**Task:**
Write out exactly the lines from the start of the entries through the one that contains "data ends early", including both.

Dataset records:
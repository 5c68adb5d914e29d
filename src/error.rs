//! Error types for loading mazes, writing event logs and launching the visualizer.
//!
//! Search-time conditions (walls, bounds, an unreachable end) are not errors:
//! they surface as a [SearchOutcome](crate::search::SearchOutcome) without a distance.
use std::io;
use std::path::PathBuf;

use thiserror::Error;

/// Failure to turn a maze description into a [Maze](crate::maze::Maze).
/// Fatal to a run: no engine starts when loading fails.
#[derive(Debug, Error)]
pub enum LoadError {
    #[error("cannot open maze file {}: {source}", .path.display())]
    Open {
        path: PathBuf,
        #[source]
        source: io::Error,
    },
    #[error("cannot read maze source: {0}")]
    Read(#[from] io::Error),
    #[error("malformed header: {0}")]
    Header(String),
    #[error("unparsable cell value {token:?} at ({row}, {col})")]
    BadCell { row: usize, col: usize, token: String },
    #[error("maze data ends early at ({row}, {col})")]
    Truncated { row: usize, col: usize },
    #[error("maze has no start cell (code 4)")]
    MissingStart,
    #[error("maze has no end cell (code 3)")]
    MissingEnd,
}

/// Failure while appending to or reading back an event log.
#[derive(Debug, Error)]
pub enum RecordError {
    #[error("event log I/O failed: {0}")]
    Io(#[from] io::Error),
    #[error("malformed event on line {line}: {source}")]
    Json {
        line: usize,
        #[source]
        source: serde_json::Error,
    },
    #[error("event emitted after the log was closed")]
    Closed,
}

/// Failure of the driver that runs all three engines against one maze.
#[derive(Debug, Error)]
pub enum RunError {
    #[error("cannot create output directory {}: {source}", .path.display())]
    OutputDir {
        path: PathBuf,
        #[source]
        source: io::Error,
    },
    #[error("cannot write {}: {source}", .path.display())]
    Log {
        path: PathBuf,
        #[source]
        source: RecordError,
    },
}

/// Failure to hand the event logs to the external visualizer. Reported, never fatal.
#[derive(Debug, Error)]
pub enum VisualizerError {
    #[error("cannot save maze for the visualizer to {}: {source}", .path.display())]
    SaveMaze {
        path: PathBuf,
        #[source]
        source: io::Error,
    },
    #[error("visualizer script not found: {}", .0.display())]
    ScriptMissing(PathBuf),
    #[error("event log not found: {}", .0.display())]
    LogMissing(PathBuf),
    #[error("failed to spawn {program}: {source}")]
    Spawn {
        program: String,
        #[source]
        source: io::Error,
    },
    #[error("visualizer exited with {0}")]
    Exit(std::process::ExitStatus),
}
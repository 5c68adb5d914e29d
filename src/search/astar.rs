use std::cmp::Ordering;
use std::collections::BinaryHeap;

use grid_util::point::Point;
use log::{info, warn};

use super::{emit_meta, finish, Algorithm, SearchEngine, SearchOutcome};
use crate::error::RecordError;
use crate::events::{EventKind, EventRecorder, Step};
use crate::maze::Maze;
use crate::state::SearchState;

/// Heap entry; `estimated_cost = cost + heuristic(point)`.
#[derive(Clone, Copy, Debug)]
struct SmallestCostHolder {
    estimated_cost: usize,
    cost: usize,
    point: Point,
}

impl Eq for SmallestCostHolder {}

impl PartialEq for SmallestCostHolder {
    fn eq(&self, other: &Self) -> bool {
        self.estimated_cost == other.estimated_cost && self.cost == other.cost
    }
}

impl PartialOrd for SmallestCostHolder {
    fn partial_cmp(&self, other: &Self) -> Option<Ordering> {
        Some(self.cmp(other))
    }
}

impl Ord for SmallestCostHolder {
    fn cmp(&self, other: &Self) -> Ordering {
        // BinaryHeap is a max-heap: lowest estimated cost first, ties to the lowest cost
        match other.estimated_cost.cmp(&self.estimated_cost) {
            Ordering::Equal => other.cost.cmp(&self.cost),
            s => s,
        }
    }
}

/// Best-first search guided by the Manhattan distance to the end, which is admissible and
/// consistent on a 4-connected unit-cost grid. Superseded heap entries are skipped lazily
/// when popped.
#[derive(Clone, Copy, Debug, Default)]
pub struct AstarEngine;

impl AstarEngine {
    pub fn heuristic(&self, point: &Point, goal: &Point) -> usize {
        point.manhattan_distance(goal) as usize
    }
}

impl SearchEngine for AstarEngine {
    fn algorithm(&self) -> Algorithm {
        Algorithm::Astar
    }

    fn search(
        &self,
        maze: &Maze,
        mut state: SearchState,
        recorder: &mut dyn EventRecorder,
    ) -> Result<SearchOutcome, RecordError> {
        emit_meta(maze, recorder)?;
        let (start, goal) = (maze.start(), maze.end());
        let mut to_see = BinaryHeap::new();
        state.set_root(start);
        to_see.push(SmallestCostHolder {
            estimated_cost: self.heuristic(&start, &goal),
            cost: 0,
            point: start,
        });
        recorder.emit(EventKind::FrontierAdd(Step::at(start, 0)))?;

        while let Some(SmallestCostHolder { cost, point, .. }) = to_see.pop() {
            recorder.emit(EventKind::SetCurrent(Step::at(point, cost)))?;
            if !maze.can_move_to(point) || state.is_visited(point) {
                continue;
            }
            // Superseded by a cheaper entry; unreachable while the heuristic stays consistent.
            if state.cost(point) != Some(cost) {
                continue;
            }
            state.set_visited(point, true);
            recorder.emit(EventKind::VisitedAdd(Step::at(point, cost)))?;
            if point == goal {
                state.best_distance = Some(cost);
                recorder.emit(EventKind::Found(Step::at(point, cost)))?;
                break;
            }
            for next in maze.passable_neighbours(point) {
                let new_cost = cost + 1;
                if state.relax(next, point, new_cost) {
                    to_see.push(SmallestCostHolder {
                        estimated_cost: new_cost + self.heuristic(&next, &goal),
                        cost: new_cost,
                        point: next,
                    });
                    recorder.emit(EventKind::Relax(Step::with_parent(next, new_cost, point)))?;
                }
            }
        }

        let path = match state.best_distance {
            Some(d) => {
                info!("A* found a path of length {d}");
                state.reverse_path(goal)
            }
            None => {
                if state.is_discovered(goal) {
                    warn!("A* discovered {goal} but never finalized it");
                } else {
                    info!("A* found no path to {goal}");
                }
                Vec::new()
            }
        };
        finish(Algorithm::Astar, state.best_distance, path, recorder)
    }
}
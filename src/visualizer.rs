//! Launches the external replay GUI on the finished logs. Failures here are reported by the
//! caller and never affect the search results, which are complete by the time this runs.
use std::ffi::OsString;
use std::path::{Path, PathBuf};
use std::process::Command;

use log::info;

use crate::config::VisualizerConfig;
use crate::error::VisualizerError;
use crate::loader::save_maze;
use crate::maze::Maze;
use crate::run::RunReport;
use crate::search::Algorithm;

/// Pane order of the GUI window.
const PANES: [Algorithm; 3] = [Algorithm::Bfs, Algorithm::Astar, Algorithm::Dfs];

/// Maze path argument meaning "read the maze from stdin".
pub const STDIN_PATH: &str = "-";
/// File in the output directory receiving a maze that was read from stdin.
pub const STDIN_MAZE_FILE: &str = "stdin_maze.txt";

/// The maze file the GUI should open. The GUI reads the maze itself, so a maze read from stdin
/// is first saved into `out_dir`.
pub fn gui_maze_path(
    maze: &Maze,
    maze_path: &Path,
    out_dir: &Path,
) -> Result<PathBuf, VisualizerError> {
    if maze_path != Path::new(STDIN_PATH) {
        return Ok(maze_path.to_path_buf());
    }
    let saved = out_dir.join(STDIN_MAZE_FILE);
    save_maze(maze, &saved).map_err(|source| VisualizerError::SaveMaze {
        path: saved.clone(),
        source,
    })?;
    Ok(saved)
}

/// Builds `<python> <script> --maze <maze> --pane BFS:<log> --pane ASTAR:<log> --pane DFS:<log>`
/// after checking that the script and every log exist.
pub fn visualizer_command(
    config: &VisualizerConfig,
    maze_path: &Path,
    report: &RunReport,
) -> Result<Command, VisualizerError> {
    if !config.script.exists() {
        return Err(VisualizerError::ScriptMissing(config.script.clone()));
    }
    let mut command = Command::new(&config.python);
    command.arg(&config.script).arg("--maze").arg(maze_path);
    for algorithm in PANES {
        let log = report
            .log_path(algorithm)
            .map_or_else(|| PathBuf::from(algorithm.log_file_name()), Path::to_path_buf);
        if !log.exists() {
            return Err(VisualizerError::LogMissing(log));
        }
        let mut pane = OsString::from(format!("{}:", algorithm.pane_name()));
        pane.push(log.as_os_str());
        command.arg("--pane").arg(pane);
    }
    Ok(command)
}

/// Runs the visualizer and waits for it to exit.
pub fn launch_visualizer(
    config: &VisualizerConfig,
    maze_path: &Path,
    report: &RunReport,
) -> Result<(), VisualizerError> {
    let mut command = visualizer_command(config, maze_path, report)?;
    info!("Launching visualizer: {:?}", command);
    let status = command.status().map_err(|source| VisualizerError::Spawn {
        program: config.python.display().to_string(),
        source,
    })?;
    if status.success() {
        Ok(())
    } else {
        Err(VisualizerError::Exit(status))
    }
}
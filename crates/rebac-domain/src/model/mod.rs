//! Authorization model types and the versioned model store.
//!
//! This module contains:
//! - Identifiers (`TypedId`, `UsersetRef`, `Subject`) and their wire forms
//! - Rewrite trees, relation and type definitions
//! - The model store holding immutable published versions

mod store;
mod types;
#[cfg(test)]
mod types_proptest;

pub use store::{ModelStore, ModelVersionSummary};
pub use types::*;
//! Domain error types for authorization operations.

use thiserror::Error;

/// Coarse classification of a [`DomainError`].
///
/// Callers gating access on a check must default-deny on every kind;
/// the classification only decides how the failure is reported.
#[derive(Debug, Clone, Copy, PartialEq, Eq, Hash, serde::Serialize, serde::Deserialize)]
#[serde(rename_all = "snake_case")]
pub enum ErrorKind {
    /// The referenced type, relation or model version does not exist.
    NotFound,
    /// A traversal bound (depth) was exceeded.
    ResourceGuard,
    /// A cyclic grant prevented a crisp answer.
    Integrity,
    /// The tuple or model store failed.
    Store,
    /// The caller's deadline elapsed.
    Timeout,
    /// The request itself is malformed.
    InvalidInput,
}

/// Domain-specific errors for authorization operations.
#[derive(Debug, Clone, Error, PartialEq, Eq)]
pub enum DomainError {
    /// Error validating authorization model.
    #[error("model validation error: {message}")]
    ModelValidation { message: String },

    /// Depth limit exceeded during graph traversal.
    #[error("depth limit exceeded (max: {max_depth})")]
    DepthLimitExceeded { max_depth: u32 },

    /// Timeout during evaluation.
    #[error("timeout after {duration_ms}ms")]
    Timeout { duration_ms: u64 },

    /// Cycle detected in relation graph.
    #[error("cycle detected in relation graph: {path}")]
    CycleDetected { path: String },

    /// Invalid user format.
    #[error("invalid user format: {value}")]
    InvalidUserFormat { value: String },

    /// Invalid object format.
    #[error("invalid object format: {value}")]
    InvalidObjectFormat { value: String },

    /// Invalid relation format.
    #[error("invalid relation format: {value}")]
    InvalidRelationFormat { value: String },

    /// Type not found in authorization model.
    #[error("type not found: {type_name}")]
    TypeNotFound { type_name: String },

    /// Relation not found on type.
    #[error("relation '{relation}' not found on type '{type_name}'")]
    RelationNotFound { type_name: String, relation: String },

    /// No model version has been activated yet.
    #[error("no active authorization model")]
    NoActiveModel,

    /// The requested model version does not exist.
    #[error("authorization model version not found: {version_id}")]
    ModelVersionNotFound { version_id: u64 },

    /// The consistency token could not be decoded.
    #[error("invalid consistency token: {message}")]
    InvalidConsistencyToken { message: String },

    /// The pagination token could not be decoded.
    #[error("invalid page token: {message}")]
    InvalidPageToken { message: String },

    /// Generic request validation failure.
    #[error("invalid request: {message}")]
    InvalidRequest { message: String },

    /// Failure reported by the tuple or model store, passed through unchanged.
    #[error("storage error: {message}")]
    Storage { message: String },
}

impl DomainError {
    /// Returns the error classification.
    pub fn kind(&self) -> ErrorKind {
        match self {
            DomainError::TypeNotFound { .. }
            | DomainError::RelationNotFound { .. }
            | DomainError::NoActiveModel
            | DomainError::ModelVersionNotFound { .. } => ErrorKind::NotFound,
            DomainError::DepthLimitExceeded { .. } => ErrorKind::ResourceGuard,
            DomainError::CycleDetected { .. } => ErrorKind::Integrity,
            DomainError::Storage { .. } => ErrorKind::Store,
            DomainError::Timeout { .. } => ErrorKind::Timeout,
            DomainError::ModelValidation { .. }
            | DomainError::InvalidUserFormat { .. }
            | DomainError::InvalidObjectFormat { .. }
            | DomainError::InvalidRelationFormat { .. }
            | DomainError::InvalidConsistencyToken { .. }
            | DomainError::InvalidPageToken { .. }
            | DomainError::InvalidRequest { .. } => ErrorKind::InvalidInput,
        }
    }
}

/// Result type for domain operations.
pub type DomainResult<T> = Result<T, DomainError>;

**Written answer:**
repository 5c68adb5d914e29d
filename src/error.rs
//! Error types for loading mazes, writing event logs and launching the visualizer.
//!
//! Search-time conditions (walls, bounds, an unreachable end) are not errors:
//! they surface as a [SearchOutcome](crate::search::SearchOutcome) without a distance.
use std::io;
use std::path::PathBuf;

use thiserror::Error;

/// Failure to turn a maze description into a [Maze](crate::maze::Maze).
/// Fatal to a run: no engine starts when loading fails.
#[derive(Debug, Error)]
pub enum LoadError {
    #[error("cannot open maze file {}: {source}", .path.display())]
    Open {
        path: PathBuf,
        #[source]
        source: io::Error,
    },
    #[error("cannot read maze source: {0}")]
    Read(#[from] io::Error),
    #[error("malformed header: {0}")]
    Header(String),
    #[error("unparsable cell value {token:?} at ({row}, {col})")]
    BadCell { row: usize, col: usize, token: String },
    #[error("maze data ends early at ({row}, {col})")]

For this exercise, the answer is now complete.